**Listed entries:**
+ + + + +

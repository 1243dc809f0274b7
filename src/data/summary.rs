//! Aggregation of the filtered view for the charts and the statistics
//! lines. Everything here is a pure function of the visible rows and is
//! recomputed from scratch on every UI event.

use std::collections::BTreeMap;

use chrono::NaiveDate;

use super::model::TransactionSet;

// ---------------------------------------------------------------------------
// Chart data
// ---------------------------------------------------------------------------

/// One contributing row of a bar, kept so the chart can show which products
/// make up a bar on hover.
#[derive(Debug, Clone, PartialEq)]
pub struct ProductAmount {
    pub product: String,
    pub amount: f64,
}

/// One bar of the grouped bar chart: the amount sum for a (date, category)
/// pair, with per-product contributions in view order.
#[derive(Debug, Clone, PartialEq)]
pub struct BarGroup {
    pub date: NaiveDate,
    pub category: String,
    pub total: f64,
    pub products: Vec<ProductAmount>,
}

/// One slice of the pie chart: a category's amount sum and its share of the
/// filtered total.
#[derive(Debug, Clone, PartialEq)]
pub struct CategoryShare {
    pub category: String,
    pub total: f64,
    /// In [0, 1]; 0 when the filtered total is 0.
    pub fraction: f64,
}

/// Sum amounts per (date, category), in ascending (date, category) order.
pub fn bar_data(set: &TransactionSet, visible: &[usize]) -> Vec<BarGroup> {
    let mut groups: BTreeMap<(NaiveDate, String), (f64, Vec<ProductAmount>)> = BTreeMap::new();

    for &idx in visible {
        let tx = &set.rows[idx];
        let entry = groups
            .entry((tx.date, tx.category.clone()))
            .or_insert_with(|| (0.0, Vec::new()));
        entry.0 += tx.amount;
        entry.1.push(ProductAmount {
            product: tx.product.clone(),
            amount: tx.amount,
        });
    }

    groups
        .into_iter()
        .map(|((date, category), (total, products))| BarGroup {
            date,
            category,
            total,
            products,
        })
        .collect()
}

/// Sum amounts per category and express each as a share of the filtered
/// total, in ascending category order.
pub fn pie_data(set: &TransactionSet, visible: &[usize]) -> Vec<CategoryShare> {
    let mut totals: BTreeMap<String, f64> = BTreeMap::new();

    for &idx in visible {
        let tx = &set.rows[idx];
        *totals.entry(tx.category.clone()).or_insert(0.0) += tx.amount;
    }

    let grand_total: f64 = totals.values().sum();

    totals
        .into_iter()
        .map(|(category, total)| CategoryShare {
            category,
            total,
            fraction: if grand_total > 0.0 {
                total / grand_total
            } else {
                0.0
            },
        })
        .collect()
}

// ---------------------------------------------------------------------------
// Statistics summary
// ---------------------------------------------------------------------------

/// Total and mean sale amount of the filtered view. The mean of an empty
/// view is `None`, never a silent zero.
#[derive(Debug, Clone, Copy, PartialEq)]
pub struct Summary {
    pub total: f64,
    pub mean: Option<f64>,
}

pub fn summarize(set: &TransactionSet, visible: &[usize]) -> Summary {
    let total: f64 = visible.iter().map(|&idx| set.rows[idx].amount).sum();
    let mean = if visible.is_empty() {
        None
    } else {
        Some(total / visible.len() as f64)
    };
    Summary { total, mean }
}

impl Summary {
    /// The two statistics lines, formatted to two decimal places with the
    /// configured currency suffix. An undefined mean renders as "n/a".
    pub fn lines(&self, currency: &str) -> [String; 2] {
        let total = format!("Total sales: {:.2} {currency}", self.total);
        let mean = match self.mean {
            Some(mean) => format!("Average sale: {mean:.2} {currency}"),
            None => "Average sale: n/a".to_string(),
        };
        [total, mean]
    }
}

#[cfg(test)]
mod tests {
    use super::*;
    use crate::data::model::{Transaction, TransactionSet};

    fn sample_set() -> TransactionSet {
        let tx = |date: &str, category: &str, product: &str, amount: f64| Transaction {
            date: date.parse().unwrap(),
            category: category.to_string(),
            product: product.to_string(),
            amount,
        };
        TransactionSet::from_rows(vec![
            tx("2024-01-01", "Food", "Bread", 100.0),
            tx("2024-01-02", "Tools", "Hammer", 200.0),
            tx("2024-01-03", "Food", "Milk", 50.0),
            tx("2024-01-01", "Food", "Cheese", 30.0),
        ])
    }

    #[test]
    fn bar_data_groups_by_date_and_category() {
        let set = sample_set();
        let visible: Vec<usize> = (0..set.len()).collect();
        let bars = bar_data(&set, &visible);

        assert_eq!(bars.len(), 3);

        // (2024-01-01, Food) merges Bread and Cheese.
        assert_eq!(bars[0].date, "2024-01-01".parse().unwrap());
        assert_eq!(bars[0].category, "Food");
        assert_eq!(bars[0].total, 130.0);
        assert_eq!(bars[0].products.len(), 2);
        assert_eq!(bars[0].products[0].product, "Bread");
        assert_eq!(bars[0].products[1].product, "Cheese");

        assert_eq!(bars[1].category, "Tools");
        assert_eq!(bars[1].total, 200.0);
        assert_eq!(bars[2].total, 50.0);
    }

    #[test]
    fn pie_data_fractions_sum_to_one() {
        let set = sample_set();
        let visible: Vec<usize> = (0..set.len()).collect();
        let shares = pie_data(&set, &visible);

        assert_eq!(shares.len(), 2);
        assert_eq!(shares[0].category, "Food");
        assert_eq!(shares[0].total, 180.0);
        assert_eq!(shares[1].category, "Tools");
        assert_eq!(shares[1].total, 200.0);

        let sum: f64 = shares.iter().map(|s| s.fraction).sum();
        assert!((sum - 1.0).abs() < 1e-12);
    }

    #[test]
    fn scenario_a_totals() {
        let set = sample_set();
        // Bread and Hammer only.
        let summary = summarize(&set, &[0, 1]);
        assert_eq!(summary.total, 300.0);
        assert_eq!(summary.mean, Some(150.0));
    }

    #[test]
    fn single_row_summary() {
        let set = sample_set();
        let summary = summarize(&set, &[0]);
        assert_eq!(summary.total, 100.0);
        assert_eq!(summary.mean, Some(100.0));
    }

    #[test]
    fn empty_view_is_safe() {
        let set = sample_set();
        let summary = summarize(&set, &[]);
        assert_eq!(summary.total, 0.0);
        assert_eq!(summary.mean, None);

        assert!(bar_data(&set, &[]).is_empty());
        assert!(pie_data(&set, &[]).is_empty());
    }

    #[test]
    fn empty_set_is_safe() {
        let empty = TransactionSet::from_rows(Vec::new());
        let summary = summarize(&empty, &[]);
        assert_eq!(summary.total, 0.0);
        assert_eq!(summary.mean, None);
    }

    #[test]
    fn zero_amounts_give_zero_fractions() {
        let tx = |product: &str| Transaction {
            date: "2024-01-01".parse().unwrap(),
            category: "Free".to_string(),
            product: product.to_string(),
            amount: 0.0,
        };
        let set = TransactionSet::from_rows(vec![tx("Sample"), tx("Promo")]);
        let shares = pie_data(&set, &[0, 1]);
        assert_eq!(shares.len(), 1);
        assert_eq!(shares[0].fraction, 0.0);
    }

    #[test]
    fn statistics_lines_format() {
        let summary = Summary {
            total: 300.0,
            mean: Some(150.0),
        };
        assert_eq!(
            summary.lines("USD"),
            [
                "Total sales: 300.00 USD".to_string(),
                "Average sale: 150.00 USD".to_string()
            ]
        );

        let empty = Summary {
            total: 0.0,
            mean: None,
        };
        assert_eq!(empty.lines("USD")[1], "Average sale: n/a");
    }
}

+ + + + +

**Assigned task:** Go through the entries above and copy every line containing "products".

**Task result:**
/// One contributing row of a bar, kept so the chart can show which products
    pub products: Vec<ProductAmount>,
        .map(|((date, category), (total, products))| BarGroup {
            products,
        assert_eq!(bars[0].products.len(), 2);
        assert_eq!(bars[0].products[0].product, "Bread");
        assert_eq!(bars[0].products[1].product, "Cheese");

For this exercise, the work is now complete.